WHAT NEEDS TO BE DONE: Lines after the one containing "has to call" are to be omitted; print exactly each line from the start of the records up to and including it.

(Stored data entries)
++++++
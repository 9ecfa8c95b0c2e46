//! Contains the [`Cursor`] that walks the bytes of a buffered source.

use std::io::{self, BufRead};

use crate::base::position::Position;

use super::{error::ErrorKind, Error};

/// Byte cursor over a buffered source with one byte of lookahead.
///
/// The cursor only moves the column forward. Whoever consumes a `\n` has to call
/// [`Cursor::new_line`] so that the reported positions stay in sync with the input.
#[derive(Debug)]
pub struct Cursor<R> {
    reader: R,
    position: Position,
}

impl<R: BufRead> Cursor<R> {
    /// Creates a cursor at the first byte of `reader`.
    pub fn new(reader: R, position: Position) -> Self {
        Self { reader, position }
    }

    /// Get the position of the next byte.
    #[must_use]
    pub fn position(&self) -> &Position {
        &self.position
    }

    /// Peek at the next byte without consuming it.
    ///
    /// # Errors
    /// - If the underlying reader fails.
    pub fn peek(&mut self) -> Result<Option<u8>, Error> {
        loop {
            match self.reader.fill_buf() {
                Ok(buffer) => return Ok(buffer.first().copied()),
                Err(err) if err.kind() == io::ErrorKind::Interrupted => {}
                Err(err) => {
                    return Err(Error::new(
                        self.position.clone(),
                        ErrorKind::Io(err.to_string()),
                    ))
                }
            }
        }
    }

    /// Consume the next byte.
    ///
    /// # Errors
    /// - If the underlying reader fails.
    pub fn advance(&mut self) -> Result<Option<u8>, Error> {
        let byte = self.peek()?;

        if byte.is_some() {
            self.reader.consume(1);
            self.position.advance_column();
        }

        Ok(byte)
    }

    /// Consume the next byte only if it equals `expected`.
    ///
    /// # Errors
    /// - If the underlying reader fails.
    pub fn eat(&mut self, expected: u8) -> Result<bool, Error> {
        if self.peek()? == Some(expected) {
            self.advance()?;
            Ok(true)
        } else {
            Ok(false)
        }
    }

    /// Registers a consumed `\n`.
    pub fn new_line(&mut self) {
        self.position.new_line();
    }
}
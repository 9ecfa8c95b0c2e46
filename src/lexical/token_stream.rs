//! Contains the [`TokenStream`] struct.

use std::{fmt::Display, io::BufRead};

use derive_more::Deref;
use itertools::Itertools;

use super::{lexer::Lexer, token::Token, Error};

/// Is the list of every token of a source, in order.
///
/// This struct is the final output of the lexical analysis phase and is meant to be used by the
/// next stage of the compilation process.
#[cfg_attr(feature = "serde", derive(serde::Serialize, serde::Deserialize))]
#[derive(Debug, Clone, PartialEq, Eq, PartialOrd, Ord, Hash, Deref)]
pub struct TokenStream {
    #[deref]
    tokens: Vec<Token>,
}

impl TokenStream {
    /// Tokenizes the whole input of the given lexer.
    ///
    /// This function calls [`Lexer::scan()`] repeatedly until the input is exhausted.
    ///
    /// # Errors
    /// - The first lexical error other than reaching the end of the input.
    #[tracing::instrument(level = "debug", skip_all, fields(source_file = %lexer.position().file_name()))]
    pub fn tokenize<R: BufRead>(lexer: &mut Lexer<R>) -> Result<Self, Error> {
        let mut tokens = Vec::new();

        loop {
            match lexer.scan() {
                Ok(token) => tokens.push(token),
                Err(err) if err.is_end_of_input() => break,
                Err(err) => {
                    tracing::error!(
                        position = %err.position(),
                        "Fatal lexical error encountered while tokenizing source code: {}",
                        err.kind()
                    );
                    return Err(err);
                }
            }
        }

        tracing::debug!(count = tokens.len(), "Tokenized source code");

        Ok(Self { tokens })
    }

    /// Dissolves this struct into its tokens.
    #[must_use]
    pub fn dissolve(self) -> Vec<Token> {
        self.tokens
    }
}

impl Display for TokenStream {
    fn fmt(&self, f: &mut std::fmt::Formatter<'_>) -> std::fmt::Result {
        write!(f, "{}", self.tokens.iter().join("\n"))
    }
}
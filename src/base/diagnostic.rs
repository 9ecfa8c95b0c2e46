use std::{cell::Cell, fmt::Display};

/// Represents a trait responsible for handling diagnostics produced while processing a source.
pub trait Handler<T> {
    /// Receive an error and handles it.
    fn receive(&self, error: T);
}

/// Handler that prints every received diagnostic to standard error.
#[derive(Debug, Default)]
pub struct PrintHandler {
    printed: Cell<bool>,
}

impl PrintHandler {
    /// Creates a new [`PrintHandler`].
    #[must_use]
    pub fn new() -> Self {
        Self::default()
    }

    /// Whether at least one diagnostic has been printed.
    #[must_use]
    pub fn has_printed(&self) -> bool {
        self.printed.get()
    }
}

impl<T: Display> Handler<T> for PrintHandler {
    fn receive(&self, error: T) {
        eprintln!("{error}");
        self.printed.set(true);
    }
}

/// Handler that only counts the received diagnostics.
#[derive(Debug, Default)]
pub struct SilentHandler {
    received: Cell<usize>,
}

impl SilentHandler {
    /// Creates a new [`SilentHandler`].
    #[must_use]
    pub fn new() -> Self {
        Self::default()
    }

    /// Number of diagnostics received so far.
    #[must_use]
    pub fn received(&self) -> usize {
        self.received.get()
    }
}

impl<T> Handler<T> for SilentHandler {
    fn receive(&self, _error: T) {
        self.received.set(self.received.get() + 1);
    }
}

/// Handler that discards every diagnostic.
#[derive(Debug, Clone, Copy, Default)]
pub struct VoidHandler;

impl<T> Handler<T> for VoidHandler {
    fn receive(&self, _error: T) {}
}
++++++
SOLUTION TO THE EXERCISE:
repository 9ecfa8c95b0c2e46
//! Contains the [`Cursor`] that walks the bytes of a buffered source.

use std::io::{self, BufRead};

use crate::base::position::Position;

use super::{error::ErrorKind, Error};

/// Byte cursor over a buffered source with one byte of lookahead.
///
/// The cursor only moves the column forward. Whoever consumes a `\n` has to call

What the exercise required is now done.